In another post, Beth also asked, What do you want more of in your life? Write down three words that you want to bring more of into your life. My words:
FUNENJOY 😁 CONNECTION. PRESENCE.
Yes, “funenjoy” is my new word—created from FUNandJOY.
~
During these volatile times, I’m fascinated to observe that the more chaotic the exteriority of the world becomes, the more motivated human beings seem to be to cultivate peace, harmony, stillness, and joy in our interiority.
It shows me that what Ecky😉2 says is true: human beings often only get motivated to evolve and grow spiritually when faced with challenges.
Maybe the global chaos is a catalyst. Perhaps it will propel enough people into doing the inner work so that we reach a tipping point—where suddenly it feels as though everyone is waking up.
Could it be that we’ve reached a point in time where more people are valuing spiritual growth, more than financial/material growth?
~
I observe this rising tide of interest in healing and awakening being reflected in mainstream culture. From books like Bessel van der Kolk’s THE BODY KEEPS THE SCORE being on the paperback New York Times Bestseller list for 337 weeks — that’s more than 6 years(!) which shows you how many people are reading this book; and Robin Wall Kimmerer’s BRAIDING SWEETGRASS being on the list for 260 weeks, which is 5 years(!) — to the widely read author, Michael Pollan, recently writing this on his Substack:
When I first began writing about psychedelics a decade ago,3 I often said to myself or anyone who would listen that when Oprah invited me on to talk about psychedelics, it would be a moment, a landmark in the mainstreaming of psychedelic medicine. In January, that happened, and I traveled to her place in Santa Barbara to have a conversation about the power of psychedelics to heal.4
Perhaps these are pointers towards reaching that tipping point of everyone waking up.
Perhaps especially also because of the urgency of our ecological crisis, more human beings are recognizing the limits of material/financial growth and the crucial nature of spiritual growth which has been historically undervalued in patriarchal capitalistic societies.
~
While my intention is to be sincere but not take myself too seriously, I know I can be a touch earnest at times😁 Hence, being a creative nonfiction writer with this temperament, and being obsessed with spiritual growth and evolution of consciousness, it’s too easy for me to think that my creative expression through writing has to be about something big that will save the world.
So I was very happy to be listening again recently to the audio edition of Elizabeth Gilbert’s BIG MAGIC: Creative Living Beyond Fear, and I love how she offers this reminder:
You are not required to save the world with your creativity.
(As a side note: I love being able to borrow the audio edition from the library — if you’ve never done this, check out overdrive.com.)
I breathed a sigh of relief in remembering this!
Which brings me back to the question: Does it bring you joy?
Maybe the real revolution begins when we follow what brings us true joy.
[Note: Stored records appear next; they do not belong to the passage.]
//! Fine-tuning loop
//!
//! Loads the pretrained base encoder into a trainable variable store, runs
//! AdamW over mini-batches of tokenized examples, evaluates on the
//! validation split each epoch, and persists checkpoints plus the final
//! artifacts (weights, tokenizer, model config) to the output directory.

use anyhow::{Context, Result};
use candle_core::{Device, Tensor, D};
use candle_nn::loss::cross_entropy;
use candle_nn::{AdamW, Optimizer, ParamsAdamW, VarBuilder, VarMap};
use candle_transformers::models::bert::{Config as BertConfig, DTYPE};
use serde::Serialize;
use std::fs;
use std::path::{Path, PathBuf};
use tokenizers::{PaddingParams, Tokenizer, TruncationParams};
use tracing::{debug, info, warn};

use scamguard_rs::classifier::BertClassifier;

use crate::dataset::TrainingExample;

/// Hyperparameters for one training run
#[derive(Debug, Clone)]
pub struct TrainerConfig {
    pub epochs: usize,
    pub batch_size: usize,
    pub learning_rate: f64,
    pub max_seq_len: usize,
    /// Log a progress line every this many optimizer steps
    pub log_every: usize,
    /// Keep at most this many epoch checkpoints on disk
    pub keep_checkpoints: usize,
}

impl Default for TrainerConfig {
    fn default() -> Self {
        Self {
            epochs: 3,
            batch_size: 8,
            learning_rate: 5e-5,
            max_seq_len: 512,
            log_every: 100,
            keep_checkpoints: 2,
        }
    }
}

/// Metrics collected at the end of each epoch
#[derive(Debug, Clone, Serialize)]
pub struct EpochMetrics {
    pub epoch: usize,
    pub train_loss: f32,
    pub val_loss: f32,
    pub val_accuracy: f32,
}

/// Fine-tunes a pretrained BERT encoder with a fresh two-class head.
pub struct FineTuner {
    model: BertClassifier,
    varmap: VarMap,
    tokenizer: Tokenizer,
    device: Device,
    config: TrainerConfig,
    base_config_path: PathBuf,
}

impl FineTuner {
    /// Build a trainable model from a base-model directory containing
    /// `config.json`, `tokenizer.json` and `model.safetensors`.
    ///
    /// Encoder weights are overwritten with the pretrained checkpoint; the
    /// classification head has no pretrained counterpart and keeps its
    /// fresh random initialization.
    pub fn new(base_dir: &Path, config: TrainerConfig) -> Result<Self> {
        let device = Device::Cpu;

        let base_config_path = base_dir.join("config.json");
        let bert_config: BertConfig = serde_json::from_str(
            &fs::read_to_string(&base_config_path).with_context(|| {
                format!("Cannot read model config '{}'", base_config_path.display())
            })?,
        )?;

        let mut tokenizer = Tokenizer::from_file(base_dir.join("tokenizer.json"))
            .map_err(anyhow::Error::msg)?;
        tokenizer.with_padding(Some(PaddingParams::default()));
        tokenizer
            .with_truncation(Some(TruncationParams {
                max_length: config.max_seq_len,
                ..Default::default()
            }))
            .map_err(anyhow::Error::msg)?;

        let varmap = VarMap::new();
        let vb = VarBuilder::from_varmap(&varmap, DTYPE, &device);
        let model = BertClassifier::load(vb, &bert_config)?;

        let (loaded, fresh) =
            load_pretrained(&varmap, &base_dir.join("model.safetensors"), &device)?;
        info!(
            "Loaded {} pretrained tensors ({} newly initialized)",
            loaded, fresh
        );

        Ok(Self {
            model,
            varmap,
            tokenizer,
            device,
            config,
            base_config_path,
        })
    }

    /// Run the full training loop and return per-epoch metrics.
    pub fn run(
        &self,
        train: &[TrainingExample],
        val: &[TrainingExample],
        output: &Path,
    ) -> Result<Vec<EpochMetrics>> {
        let mut optimizer = AdamW::new(
            self.varmap.all_vars(),
            ParamsAdamW {
                lr: self.config.learning_rate,
                ..Default::default()
            },
        )?;

        let mut history = Vec::with_capacity(self.config.epochs);

        for epoch in 1..=self.config.epochs {
            let train_loss = self.run_epoch(&mut optimizer, train, epoch)?;
            let (val_loss, val_accuracy) = self.evaluate(val)?;

            info!(
                "Epoch {}/{}: train_loss={:.4} val_loss={:.4} val_accuracy={:.3}",
                epoch, self.config.epochs, train_loss, val_loss, val_accuracy
            );

            self.save_checkpoint(output, epoch)?;

            history.push(EpochMetrics {
                epoch,
                train_loss,
                val_loss,
                val_accuracy,
            });
        }

        Ok(history)
    }

    fn run_epoch(
        &self,
        optimizer: &mut AdamW,
        examples: &[TrainingExample],
        epoch: usize,
    ) -> Result<f32> {
        let mut total_loss = 0f32;
        let mut steps = 0usize;

        for chunk in examples.chunks(self.config.batch_size) {
            let batch = self.encode_batch(chunk)?;
            let logits =
                self.model
                    .forward(&batch.input_ids, &batch.token_type_ids, &batch.attention_mask)?;
            let loss = cross_entropy(&logits, &batch.labels)?;
            optimizer.backward_step(&loss)?;

            total_loss += loss.to_scalar::<f32>()?;
            steps += 1;

            if steps % self.config.log_every == 0 {
                info!(
                    "Epoch {} step {}: loss={:.4}",
                    epoch,
                    steps,
                    total_loss / steps as f32
                );
            }
        }

        Ok(total_loss / steps.max(1) as f32)
    }

    /// Average loss and accuracy over the validation split.
    fn evaluate(&self, examples: &[TrainingExample]) -> Result<(f32, f32)> {
        if examples.is_empty() {
            warn!("Validation split is empty, skipping evaluation");
            return Ok((0.0, 0.0));
        }

        let mut total_loss = 0f32;
        let mut batches = 0usize;
        let mut correct = 0usize;

        for chunk in examples.chunks(self.config.batch_size) {
            let batch = self.encode_batch(chunk)?;
            let logits =
                self.model
                    .forward(&batch.input_ids, &batch.token_type_ids, &batch.attention_mask)?;

            total_loss += cross_entropy(&logits, &batch.labels)?.to_scalar::<f32>()?;
            batches += 1;

            let predictions = logits.argmax(D::Minus1)?.to_vec1::<u32>()?;
            correct += predictions
                .iter()
                .zip(chunk.iter())
                .filter(|(pred, example)| **pred == example.label)
                .count();
        }

        let loss = total_loss / batches.max(1) as f32;
        let accuracy = correct as f32 / examples.len() as f32;

        Ok((loss, accuracy))
    }

    /// Tokenize a chunk of examples into padded batch tensors.
    fn encode_batch(&self, examples: &[TrainingExample]) -> Result<Batch> {
        let texts: Vec<&str> = examples.iter().map(|e| e.text.as_str()).collect();
        let encodings = self
            .tokenizer
            .encode_batch(texts, true)
            .map_err(anyhow::Error::msg)?;

        let mut input_ids = Vec::with_capacity(encodings.len());
        let mut token_type_ids = Vec::with_capacity(encodings.len());
        let mut attention_mask = Vec::with_capacity(encodings.len());

        for encoding in &encodings {
            input_ids.push(Tensor::new(encoding.get_ids(), &self.device)?);
            token_type_ids.push(Tensor::new(encoding.get_type_ids(), &self.device)?);
            attention_mask.push(Tensor::new(encoding.get_attention_mask(), &self.device)?);
        }

        let labels: Vec<u32> = examples.iter().map(|e| e.label).collect();

        Ok(Batch {
            input_ids: Tensor::stack(&input_ids, 0)?,
            token_type_ids: Tensor::stack(&token_type_ids, 0)?,
            attention_mask: Tensor::stack(&attention_mask, 0)?,
            labels: Tensor::new(labels.as_slice(), &self.device)?,
        })
    }

    fn save_checkpoint(&self, output: &Path, epoch: usize) -> Result<()> {
        let dir = output.join(format!("checkpoint-{}", epoch));
        fs::create_dir_all(&dir)
            .with_context(|| format!("Cannot create checkpoint dir '{}'", dir.display()))?;
        self.varmap.save(dir.join("model.safetensors"))?;

        prune_checkpoints(output, self.config.keep_checkpoints)?;

        Ok(())
    }

    /// Persist the final model, tokenizer and config to the output
    /// directory in the layout the inference service loads.
    pub fn save_final(&self, output: &Path) -> Result<()> {
        fs::create_dir_all(output)
            .with_context(|| format!("Cannot create output dir '{}'", output.display()))?;

        self.varmap.save(output.join("model.safetensors"))?;
        self.tokenizer
            .save(output.join("tokenizer.json"), false)
            .map_err(anyhow::Error::msg)?;
        fs::copy(&self.base_config_path, output.join("config.json"))?;

        Ok(())
    }
}

struct Batch {
    input_ids: Tensor,
    token_type_ids: Tensor,
    attention_mask: Tensor,
    labels: Tensor,
}

/// Copy pretrained tensors into the variable store by name.
///
/// Returns (loaded, fresh) counts; variables absent from the checkpoint
/// (the classification head) keep their random initialization.
fn load_pretrained(varmap: &VarMap, path: &Path, device: &Device) -> Result<(usize, usize)> {
    let tensors = candle_core::safetensors::load(path, device)
        .with_context(|| format!("Cannot read pretrained weights '{}'", path.display()))?;

    let data = varmap.data().lock().unwrap();
    let mut loaded = 0usize;
    let mut fresh = 0usize;

    for (name, var) in data.iter() {
        match tensors.get(name) {
            Some(tensor) => {
                var.set(tensor)?;
                loaded += 1;
            }
            None => {
                debug!("No pretrained weight for {}", name);
                fresh += 1;
            }
        }
    }

    Ok((loaded, fresh))
}

/// Remove the oldest `checkpoint-N` directories beyond the retention limit.
fn prune_checkpoints(output: &Path, keep: usize) -> Result<()> {
    let mut checkpoints: Vec<(u64, PathBuf)> = Vec::new();

    for entry in fs::read_dir(output)? {
        let entry = entry?;
        let name = entry.file_name();
        let name = name.to_string_lossy();
        if let Some(n) = name
            .strip_prefix("checkpoint-")
            .and_then(|s| s.parse::<u64>().ok())
        {
            if entry.path().is_dir() {
                checkpoints.push((n, entry.path()));
            }
        }
    }

    checkpoints.sort_by_key(|(n, _)| *n);

    while checkpoints.len() > keep {
        let (_, path) = checkpoints.remove(0);
        debug!("Removing old checkpoint {}", path.display());
        fs::remove_dir_all(&path)?;
    }

    Ok(())
}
Not as an escape or a spiritual bypass, but as a sacred act of transformation — from the inside out.
Maybe when we follow what brings us joy, we embrace a revolution of the soul.
p.s. If you feel called to share, I’d love to hear your responses to Beth’s two questions too! May we continue to brighten the connections between us🥰
Eckhart Tolle
In particular I remember this New Yorker article in February 2015 that Pollan wrote about psilocybin.
This whole post reminds me of that saying from Mother Teresa, and I’m paraphrasing here, “We cannot do great things, but we can do small things with great love.” ❤️
Fun-n-joy! I love it! What a wonderful single word that is ;)
Yours (and Elizabeth Gilbert’s) notion of not having to save the world with your creations resonates with me a lot. As I mentioned to you in a recent comment, I have been having a lot of fun with my writing of late. It has, in a word, been bringing me— fun-n-joy. And as an added bonus it seems, that that fun-n-joy rubs off on those who read my light-hearted stories. And somehow, at least for now, that feel like more than enough for my creativity!